Your objective:
List all the lines in these records that hold "image".
*** The records ***
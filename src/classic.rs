//! MIFARE Classic: sectors of 16-byte blocks.
//!
//! 1K cards have 16 sectors of 4 blocks. 4K cards add 8 big sectors of 16 blocks each
//! (32-39), which makes converting between block numbers and sectors slightly annoying.
//! Reading sectors needs keys we don't manage here, so cards come in as dumps.
use chrono::{DateTime, Utc};

use crate::util::ByteArray;
use crate::{Error, Result};

pub const BLOCK_SIZE: usize = 16;

/// Block count for a sector, big ones included.
pub fn blocks_in_sector(sector: usize) -> usize {
    if sector < 32 {
        4
    } else {
        16
    }
}

/// Converts an on-card byte pointer to an absolute block number.
pub fn byte_pointer_to_block(pointer: u32) -> u32 {
    pointer / BLOCK_SIZE as u32
}

pub fn block_to_sector(block: u32) -> u32 {
    if block < 128 {
        block / 4
    } else {
        32 + (block - 128) / 16
    }
}

/// First absolute block of a sector.
pub fn sector_to_block(sector: u32) -> u32 {
    if sector < 32 {
        sector * 4
    } else {
        128 + (sector - 32) * 16
    }
}

#[derive(Debug, Clone, PartialEq, Eq)]
pub enum ClassicSector {
    Data { index: usize, blocks: Vec<ByteArray> },
    /// We didn't have a key for this one.
    Unauthorized { index: usize },
    Invalid { index: usize, error: String },
}

impl ClassicSector {
    pub fn index(&self) -> usize {
        match self {
            Self::Data { index, .. } | Self::Unauthorized { index } | Self::Invalid { index, .. } => {
                *index
            }
        }
    }

    /// Concatenates `count` blocks, counting from the start of this sector.
    pub fn read_blocks(&self, start: usize, count: usize) -> Result<Vec<u8>> {
        let blocks = match self {
            Self::Data { blocks, .. } => blocks,
            Self::Unauthorized { index } => {
                return Err(Error::Invalid(format!("Sector {} is unauthorized", index)))
            }
            Self::Invalid { index, error } => {
                return Err(Error::Invalid(format!("Sector {} is invalid: {}", index, error)))
            }
        };
        let end = start + count;
        if end > blocks.len() {
            return Err(Error::Truncated {
                what: "sector",
                need: end * BLOCK_SIZE,
                have: blocks.len() * BLOCK_SIZE,
            });
        }
        Ok(blocks[start..end].iter().flat_map(|b| b.iter().copied()).collect())
    }
}

#[derive(Debug, Clone, PartialEq, Eq)]
pub struct ClassicCard {
    pub tag_id: ByteArray,
    pub scanned_at: DateTime<Utc>,
    pub sectors: Vec<ClassicSector>,
}

impl ClassicCard {
    /// Splits a flat image (as written by most Classic dumping tools) into sectors.
    pub fn from_dump(tag_id: &[u8], dump: &[u8]) -> Result<Self> {
        let mut sectors = Vec::new();
        let mut rest = dump;
        while !rest.is_empty() {
            let index = sectors.len();
            let size = blocks_in_sector(index) * BLOCK_SIZE;
            if rest.len() < size {
                return Err(Error::Truncated {
                    what: "card dump",
                    need: dump.len() - rest.len() + size,
                    have: dump.len(),
                });
            }
            let (sector, tail) = rest.split_at(size);
            sectors.push(ClassicSector::Data {
                index,
                blocks: sector.chunks_exact(BLOCK_SIZE).map(ByteArray::from).collect(),
            });
            rest = tail;
        }
        Ok(Self {
            tag_id: tag_id.into(),
            scanned_at: Utc::now(),
            sectors,
        })
    }

    pub fn sector(&self, index: usize) -> Result<&ClassicSector> {
        self.sectors
            .get(index)
            .ok_or_else(|| Error::Invalid(format!("Card has no sector {}", index)))
    }

    /// Reads `count` blocks starting at an on-card byte pointer.
    pub fn read_at_pointer(&self, pointer: u32, count: usize) -> Result<Vec<u8>> {
        let block = byte_pointer_to_block(pointer);
        let sector = block_to_sector(block);
        let start = block - sector_to_block(sector);
        self.sector(sector as usize)?
            .read_blocks(start as usize, count)
    }
}

#[cfg(test)]
mod tests {
    use super::*;

    /// A 4K image where every block is filled with its own block number.
    fn numbered_4k() -> Vec<u8> {
        (0..256u32)
            .flat_map(|block| std::iter::repeat(block as u8).take(BLOCK_SIZE))
            .collect()
    }

    #[test]
    fn test_addressing() {
        assert_eq!(byte_pointer_to_block(0x580), 88);
        assert_eq!(block_to_sector(88), 22);
        assert_eq!(sector_to_block(22), 88);

        assert_eq!(byte_pointer_to_block(0xF90), 249);
        assert_eq!(block_to_sector(249), 39);
        assert_eq!(sector_to_block(39), 240);

        assert_eq!(block_to_sector(127), 31);
        assert_eq!(block_to_sector(128), 32);
        assert_eq!(block_to_sector(143), 32);
        assert_eq!(block_to_sector(144), 33);
        assert_eq!(sector_to_block(32), 128);
        assert_eq!(sector_to_block(33), 144);
    }

    #[test]
    fn test_from_dump() -> Result<()> {
        let card = ClassicCard::from_dump(&[0x01, 0x02, 0x03, 0x04], &numbered_4k())?;
        assert_eq!(card.sectors.len(), 40);
        assert_eq!(card.sector(39)?.index(), 39);
        assert_eq!(card.sector(1)?.read_blocks(0, 1)?, vec![4; 16]);

        let data = card.sector(33)?.read_blocks(2, 2)?;
        assert_eq!(&data[..16], &[146; 16]);
        assert_eq!(&data[16..], &[147; 16]);
        Ok(())
    }

    #[test]
    fn test_from_dump_1k() -> Result<()> {
        let card = ClassicCard::from_dump(&[0x01], &numbered_4k()[..1024])?;
        assert_eq!(card.sectors.len(), 16);
        assert!(card.sector(16).is_err());
        Ok(())
    }

    #[test]
    fn test_from_dump_truncated() {
        assert!(matches!(
            ClassicCard::from_dump(&[0x01], &numbered_4k()[..2100]),
            Err(Error::Truncated { need: 2304, .. })
        ));
    }

    #[test]
    fn test_read_at_pointer() -> Result<()> {
        let card = ClassicCard::from_dump(&[0x01], &numbered_4k())?;
        // Info slot, 3 blocks from the start of sector 23.
        let data = card.read_at_pointer(0x5C0, 3)?;
        assert_eq!(data.len(), 48);
        assert_eq!(data[0], 92);
        assert_eq!(data[47], 94);
        // Credit slot in the middle of sector 39.
        assert_eq!(card.read_at_pointer(0xFA0, 1)?, vec![250; 16]);
        Ok(())
    }

    #[test]
    fn test_read_blocks_errors() {
        let s = ClassicSector::Data {
            index: 0,
            blocks: vec![ByteArray::from(vec![0; 16]); 4],
        };
        assert!(matches!(s.read_blocks(3, 2), Err(Error::Truncated { .. })));
        assert!(ClassicSector::Unauthorized { index: 5 }.read_blocks(0, 1).is_err());
    }
}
*** End of The records ***
Solution to this task:
    /// Splits a flat image (as written by most Classic dumping tools) into sectors.
    /// A 4K image where every block is filled with its own block number.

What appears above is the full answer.